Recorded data

↓

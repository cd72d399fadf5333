use once_cell::sync::Lazy;
use regex::Regex;
use serde::Serialize;
use tracing::trace;

use crate::config::Hyperparameters;
use crate::lexicon::{FILLER, HIGH_ENERGY};
use crate::score::{clamp_score, sample_confidence};
use crate::tokenize::Lyric;

// Composite weights, not configurable. They sum to 1.
pub const PUNCTUATION_WEIGHT: f64 = 0.40;
pub const REPETITION_WEIGHT: f64 = 0.35;
pub const VOCABULARY_WEIGHT: f64 = 0.25;

// Split of the repetition signal between word, phrase and whole-line echoes.
const WORD_ECHO_SHARE: f64 = 40.0;
const PHRASE_ECHO_SHARE: f64 = 25.0;
const LINE_ECHO_SHARE: f64 = 35.0;

// Phrase lengths checked for echoes, in words.
const PHRASE_MIN_N: usize = 2;
const PHRASE_MAX_N: usize = 3;

static CAPS_WORD_RE: Lazy<Regex> = Lazy::new(|| Regex::new(r"\b[A-Z]{2,}\b").unwrap());

#[derive(Debug, Clone, Copy, PartialEq, Serialize)]
pub struct EnergySignals {
    pub punctuation: f64,
    pub repetition: f64,
    pub vocabulary: f64,
}

#[derive(Debug, Clone, PartialEq, Serialize)]
#[serde(rename_all = "camelCase")]
pub struct EnergyReport {
    pub level: f64,
    pub confidence: f64,
    pub signals: EnergySignals,
    pub persona: String,
    pub intensity: String,
    pub exclamations: usize,
    pub caps_words: usize,
}

// ---------------------------------------------------------------------------
// Signals
// ---------------------------------------------------------------------------

pub fn punctuation_signal(text: &str, word_count: usize, scale: f64) -> (f64, usize, usize) {
    let exclamations = text.matches('!').count();
    let caps_words = CAPS_WORD_RE.find_iter(text).count();
    if word_count == 0 {
        return (0.0, exclamations, caps_words);
    }
    let density = (exclamations + caps_words) as f64 / word_count as f64;
    (clamp_score(density * scale), exclamations, caps_words)
}

/// Share of non-filler words already heard within the preceding `window` words.
fn word_echo(words: &[&str], window: usize) -> f64 {
    let mut candidates = 0usize;
    let mut echoes = 0usize;
    for (i, word) in words.iter().enumerate() {
        if FILLER.contains(*word) {
            continue;
        }
        candidates += 1;
        if words[i.saturating_sub(window)..i].contains(word) {
            echoes += 1;
        }
    }
    if candidates == 0 {
        return 0.0;
    }
    echoes as f64 / candidates as f64
}

/// Share of 2- and 3-word phrases that already started within the preceding
/// `window` words. Phrases made only of filler are not counted.
fn phrase_echo(words: &[&str], window: usize) -> f64 {
    let mut candidates = 0usize;
    let mut echoes = 0usize;
    for n in PHRASE_MIN_N..=PHRASE_MAX_N {
        if words.len() < n {
            continue;
        }
        for i in 0..=words.len() - n {
            let gram = &words[i..i + n];
            if gram.iter().all(|w| FILLER.contains(*w)) {
                continue;
            }
            candidates += 1;
            if (i.saturating_sub(window)..i).any(|j| &words[j..j + n] == gram) {
                echoes += 1;
            }
        }
    }
    if candidates == 0 {
        return 0.0;
    }
    echoes as f64 / candidates as f64
}

/// Share of lines equal to one of the previous `window` lines.
fn line_echo(lines: &[String], window: usize) -> f64 {
    if lines.is_empty() {
        return 0.0;
    }
    let echoes = lines
        .iter()
        .enumerate()
        .filter(|(i, line)| lines[i.saturating_sub(window)..*i].contains(line))
        .count();
    echoes as f64 / lines.len() as f64
}

pub fn repetition_signal(lyric: &Lyric, hp: &Hyperparameters) -> f64 {
    let words: Vec<&str> = lyric.words().map(|w| w.normalized.as_str()).collect();
    let lines: Vec<String> = lyric.contributing_lines().map(|l| l.normalized_text()).collect();
    let words_part = (2.0 * word_echo(&words, hp.repetition_window)).min(1.0);
    let phrases_part = (2.0 * phrase_echo(&words, hp.repetition_window)).min(1.0);
    let lines_part = line_echo(&lines, hp.repetition_line_window);
    clamp_score(
        WORD_ECHO_SHARE * words_part
            + PHRASE_ECHO_SHARE * phrases_part
            + LINE_ECHO_SHARE * lines_part,
    )
}

pub fn vocabulary_signal(lyric: &Lyric, scale: f64) -> f64 {
    let total = lyric.word_count();
    if total == 0 {
        return 0.0;
    }
    let hits = lyric
        .words()
        .filter(|w| HIGH_ENERGY.contains(w.normalized.as_str()))
        .count();
    clamp_score(hits as f64 / total as f64 * scale)
}

pub fn combine(signals: &EnergySignals) -> f64 {
    clamp_score(
        PUNCTUATION_WEIGHT * signals.punctuation
            + REPETITION_WEIGHT * signals.repetition
            + VOCABULARY_WEIGHT * signals.vocabulary,
    )
}

pub fn persona(level: f64) -> &'static str {
    if level > 70.0 {
        "Energetic"
    } else if level > 40.0 {
        "Moderate"
    } else {
        "Calm"
    }
}

pub fn intensity(level: f64) -> &'static str {
    if level > 80.0 {
        "High"
    } else if level > 50.0 {
        "Moderate"
    } else {
        "Low"
    }
}

pub fn analyze_energy(text: &str, lyric: &Lyric, hp: &Hyperparameters) -> EnergyReport {
    let word_count = lyric.word_count();
    let (punctuation, exclamations, caps_words) =
        punctuation_signal(text, word_count, hp.punctuation_scale);
    let signals = EnergySignals {
        punctuation,
        repetition: repetition_signal(lyric, hp),
        vocabulary: vocabulary_signal(lyric, hp.vocabulary_scale),
    };
    let level = if word_count == 0 { 0.0 } else { combine(&signals) };

    trace!(
        punctuation = signals.punctuation,
        repetition = signals.repetition,
        vocabulary = signals.vocabulary,
        level,
        "energy analyzed"
    );

    EnergyReport {
        level,
        confidence: sample_confidence(word_count, hp.full_confidence_words),
        signals,
        persona: persona(level).to_string(),
        intensity: intensity(level).to_string(),
        exclamations,
        caps_words,
    }
}
use std::collections::HashMap;

use serde::Serialize;
use tracing::trace;

use crate::config::{Hyperparameters, RhymeRule};
use crate::score::{
    clamp_score, coefficient_of_variation, round2, sample_confidence, SCORE_MAX, SCORE_MIN,
};
use crate::tokenize::Lyric;

pub const SCHEME_INSUFFICIENT: &str = "insufficient-data";
pub const SCHEME_FREE_FORM: &str = "free-form";

/// Multiplier from average syllables per word to stress points.
const STRESS_PER_SYLLABLE: f64 = 1.4;

// ---------------------------------------------------------------------------
// Data structures
// ---------------------------------------------------------------------------

#[derive(Debug, Clone, PartialEq, Eq)]
pub struct LineProfile {
    pub line: usize,
    pub syllables: usize,
    pub ending_word: String,
    pub sound_key: String,
}

#[derive(Debug, Clone, PartialEq)]
pub struct RhymeScheme {
    pub label: String,
    /// Share of lines whose ending rhymes with some other line, 0..=100.
    pub consistency: f64,
    /// One letter per profile, in order.
    pub letters: Vec<String>,
}

#[derive(Debug, Clone, PartialEq, Eq, Serialize)]
#[serde(rename_all = "camelCase")]
pub struct LineRhyme {
    pub line: usize,
    pub letter: String,
    pub syllables: usize,
    pub key: String,
}

#[derive(Debug, Clone, PartialEq, Serialize)]
#[serde(rename_all = "camelCase")]
pub struct FlowReport {
    pub consistency: f64,
    pub rhyme: f64,
    pub confidence: f64,
    pub scheme: String,
    pub per_line: Vec<LineRhyme>,
    pub avg_syllables: f64,
    pub stress_points: usize,
    pub rhyme_variety: String,
}

// ---------------------------------------------------------------------------
// Profiles and keys
// ---------------------------------------------------------------------------

/// Last `window` characters of a word, or the whole word when shorter.
pub fn sound_key(word: &str, window: usize) -> String {
    let len = word.chars().count();
    word.chars().skip(len.saturating_sub(window)).collect()
}

pub fn line_profiles(lyric: &Lyric, hp: &Hyperparameters) -> Vec<LineProfile> {
    lyric
        .contributing_lines()
        .filter_map(|line| {
            let last = line.last_word()?;
            Some(LineProfile {
                line: line.number,
                syllables: line.syllables(),
                ending_word: last.normalized.clone(),
                sound_key: sound_key(&last.normalized, hp.rhyme_key_chars),
            })
        })
        .collect()
}

// ---------------------------------------------------------------------------
// Scheme detection
// ---------------------------------------------------------------------------

/// Spreadsheet-style letters: A..Z, AA, AB, ...
pub fn letter_name(index: usize) -> String {
    let mut out = Vec::new();
    let mut idx = index;
    loop {
        out.push((b'A' + (idx % 26) as u8) as char);
        if idx < 26 {
            break;
        }
        idx = idx / 26 - 1;
    }
    out.iter().rev().collect()
}

/// Greedy lettering in one pass. `seen` holds each distinct key at its first
/// occurrence, so the first match found is the earliest matching prior line.
pub fn assign_letters(profiles: &[LineProfile], rule: RhymeRule) -> Vec<String> {
    let mut seen: Vec<(&str, usize)> = Vec::new();
    let mut next_letter = 0usize;

    profiles
        .iter()
        .map(|p| {
            let key = p.sound_key.as_str();
            let found = seen
                .iter()
                .find(|(prior, _)| rule.matches(prior, key))
                .map(|&(_, idx)| idx);
            let idx = match found {
                Some(idx) => idx,
                None => {
                    next_letter += 1;
                    next_letter - 1
                }
            };
            if !seen.iter().any(|(prior, _)| *prior == key) {
                seen.push((key, idx));
            }
            letter_name(idx)
        })
        .collect()
}

fn letter_counts(letters: &[String]) -> HashMap<&str, usize> {
    let mut counts = HashMap::new();
    for letter in letters {
        *counts.entry(letter.as_str()).or_insert(0) += 1;
    }
    counts
}

pub fn scheme_label(letters: &[String], hp: &Hyperparameters) -> String {
    if letters.len() < 2 {
        return SCHEME_INSUFFICIENT.to_string();
    }
    let lookback = &letters[..letters.len().min(hp.scheme_lookback)];
    let repeated = letter_counts(lookback).values().any(|&c| c > 1);
    if !repeated {
        return SCHEME_FREE_FORM.to_string();
    }
    letters[..letters.len().min(hp.scheme_label_lines)].concat()
}

pub fn detect_scheme(profiles: &[LineProfile], hp: &Hyperparameters) -> RhymeScheme {
    let letters = assign_letters(profiles, hp.rhyme_rule);
    let label = scheme_label(&letters, hp);
    let consistency = if letters.len() < 2 {
        SCORE_MIN
    } else {
        let counts = letter_counts(&letters);
        let rhymed = letters.iter().filter(|l| counts[l.as_str()] > 1).count();
        clamp_score(rhymed as f64 / letters.len() as f64 * SCORE_MAX)
    };
    RhymeScheme {
        label,
        consistency,
        letters,
    }
}

fn rhyme_variety(letters: &[String]) -> &'static str {
    let shared_groups = letter_counts(letters).values().filter(|&&c| c > 1).count();
    match shared_groups {
        0 | 1 => "Simple",
        2 => "Moderate",
        3 | 4 => "Complex",
        _ => "Advanced",
    }
}

// ---------------------------------------------------------------------------
// Flow
// ---------------------------------------------------------------------------

/// `100 * (1 - cv / cap)`, with cv capped. Uniform lines score 100 for any
/// cap; a cap that is not positive treats every variation as maximal.
pub fn flow_consistency(syllables: &[usize], cv_cap: f64) -> f64 {
    let values: Vec<f64> = syllables.iter().map(|&s| s as f64).collect();
    let cv = coefficient_of_variation(&values);
    if cv <= 0.0 {
        return SCORE_MAX;
    }
    if cv_cap.is_nan() || cv_cap <= 0.0 {
        return SCORE_MIN;
    }
    clamp_score(SCORE_MAX * (1.0 - cv.min(cv_cap) / cv_cap))
}

pub fn analyze_flow(lyric: &Lyric, hp: &Hyperparameters) -> FlowReport {
    let profiles = line_profiles(lyric, hp);
    let scheme = detect_scheme(&profiles, hp);

    let word_count = lyric.word_count();
    let avg_syllables = if word_count == 0 {
        0.0
    } else {
        round2(lyric.syllable_count() as f64 / word_count as f64)
    };
    let stress_points = (avg_syllables * STRESS_PER_SYLLABLE).floor() as usize;

    let per_line: Vec<LineRhyme> = profiles
        .iter()
        .zip(&scheme.letters)
        .map(|(p, letter)| LineRhyme {
            line: p.line,
            letter: letter.clone(),
            syllables: p.syllables,
            key: p.sound_key.clone(),
        })
        .collect();

    let (consistency, confidence) = if profiles.len() < 2 {
        (clamp_score(hp.flow_neutral), SCORE_MIN)
    } else {
        let syllables: Vec<usize> = profiles.iter().map(|p| p.syllables).collect();
        (
            flow_consistency(&syllables, hp.flow_cv_cap),
            sample_confidence(profiles.len(), hp.full_confidence_lines),
        )
    };

    trace!(
        lines = profiles.len(),
        scheme = %scheme.label,
        rhyme = scheme.consistency,
        consistency,
        "flow analyzed"
    );

    FlowReport {
        consistency,
        rhyme: scheme.consistency,
        confidence,
        rhyme_variety: rhyme_variety(&scheme.letters).to_string(),
        scheme: scheme.label,
        per_line,
        avg_syllables,
        stress_points,
    }
}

↑

--- Task instructions ---
Up to and including the line with "They sum to 1.", output each line of the entries above exactly, starting from the first.

--- Written reply ---
repository cd72d399fadf5333
use once_cell::sync::Lazy;
use regex::Regex;
use serde::Serialize;
use tracing::trace;

use crate::config::Hyperparameters;
use crate::lexicon::{FILLER, HIGH_ENERGY};
use crate::score::{clamp_score, sample_confidence};
use crate::tokenize::Lyric;

// Composite weights, not configurable. They sum to 1.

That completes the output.